Ben tüm bu tedavileri bilmeden yıllar önce telkin yoluyla vücuduma bu sinyali gönderiyordum. Ben enerjiye çok inanan bir insanım. Allah’ın bizlere bahşettiği bir beyin var. Biz bu beynimizi kullanarak sinir sistemimiz sayesinde bunu gerçekleştirebiliriz. Bizim astrometafizik dediğimiz bir kavram var. Hepimiz elektron, proton ve nötronlardan oluşuyoruz. Düşünce gücümüzle burada yarattığımız titreşim evrende eşi olan titreşimi bularak bizi olmak istediğimiz şeye evrimleştiriyor. İnsanların bu yolla kendi vücutlarındaki tümoral oluşumları yok ettiği ispatlanmış şeyler. Bu konudaki çalışmalar da devam ediyor.

“İNSAN İÇİN EN UYGUN
KÖK HÜCRE ASLINDA
KENDİ YAĞININ İÇİNDEDİR”


Kliniğinizde bu alanda ne tür
uygulamalar gerçekleştiriyorsunuz.

Ben daha çok ameliyatlarla ilgileniyorum. Bu ameliyatlarda da en çok yağ transpozisyonu işlemini kullanıyoruz. İnsan için en uygun kök hücre aslında kendi yağının içindedir. Biz liposuction ile aldığımız yağı değerlendirip kişilerin yüzüne, sarkan deri kısımlarına uyguluyoruz. Vücudumuzdaki yağ altın değerindedir. Obez hastası olmadıktan sonra insanın vücudunda mutlaka bir miktar yağ olmalıdır. Bütün hormonal dönüşüm yağ sistemi üzerinden oluyor.
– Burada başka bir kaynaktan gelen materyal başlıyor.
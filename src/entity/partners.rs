use sea_orm::entity::prelude::*;

#[derive(Clone, Debug, PartialEq, DeriveEntityModel)]
#[sea_orm(table_name = "partners")]
pub struct Model {
    #[sea_orm(primary_key)]
    pub partner_id: i32,
    pub business_name: String,
    pub logo_url: Option<String>,
    pub operating_hours: Option<String>,
    pub rating: Option<f64>,
    pub user_id: Option<i32>,
    pub created_at: DateTimeWithTimeZone,
}

#[derive(Copy, Clone, Debug, EnumIter, DeriveRelation)]
pub enum Relation {
    #[sea_orm(
        belongs_to = "super::users::Entity",
        from = "Column::UserId",
        to = "super::users::Column::UserId"
    )]
    Users,
    #[sea_orm(has_many = "super::products::Entity")]
    Products,
    #[sea_orm(has_many = "super::orders::Entity")]
    Orders,
}

impl Related<super::users::Entity> for Entity {
    fn to() -> RelationDef {
        Relation::Users.def()
    }
}

impl Related<super::products::Entity> for Entity {
    fn to() -> RelationDef {
        Relation::Products.def()
    }
}

impl Related<super::orders::Entity> for Entity {
    fn to() -> RelationDef {
        Relation::Orders.def()
    }
}

impl ActiveModelBehavior for ActiveModel {}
Yağın insan vücuduna ne gibi
faydaları var?

Liposuction bölgesel fazlalıkları alma işlemidir. Aldığımız o yağları da kişinin vücudunda kullanıyoruz. Biz bu yağları da kapalı sistem dediğimiz özel bir sistemle alıyoruz. Bu şekilde onun kaliteli kısmına ulaşıyoruz. Orada kök hücreler de aktifleştiği için hastanın yüzüne bir ışıltı geliyor. Bunu hastanın kalçasında kullandığımız zaman oradaki derinin iyileştiğini görebiliyoruz. Selülitler kayboluyor. Bu yağın kalıcı olması için de protein almak çok önemli. Ben hastalarıma diyet yaptıklarında proteini değil karbonhidratı kesmelerini söylüyorum. Belki 30 yıl sonra altın insan dönemine girmiş olacağız.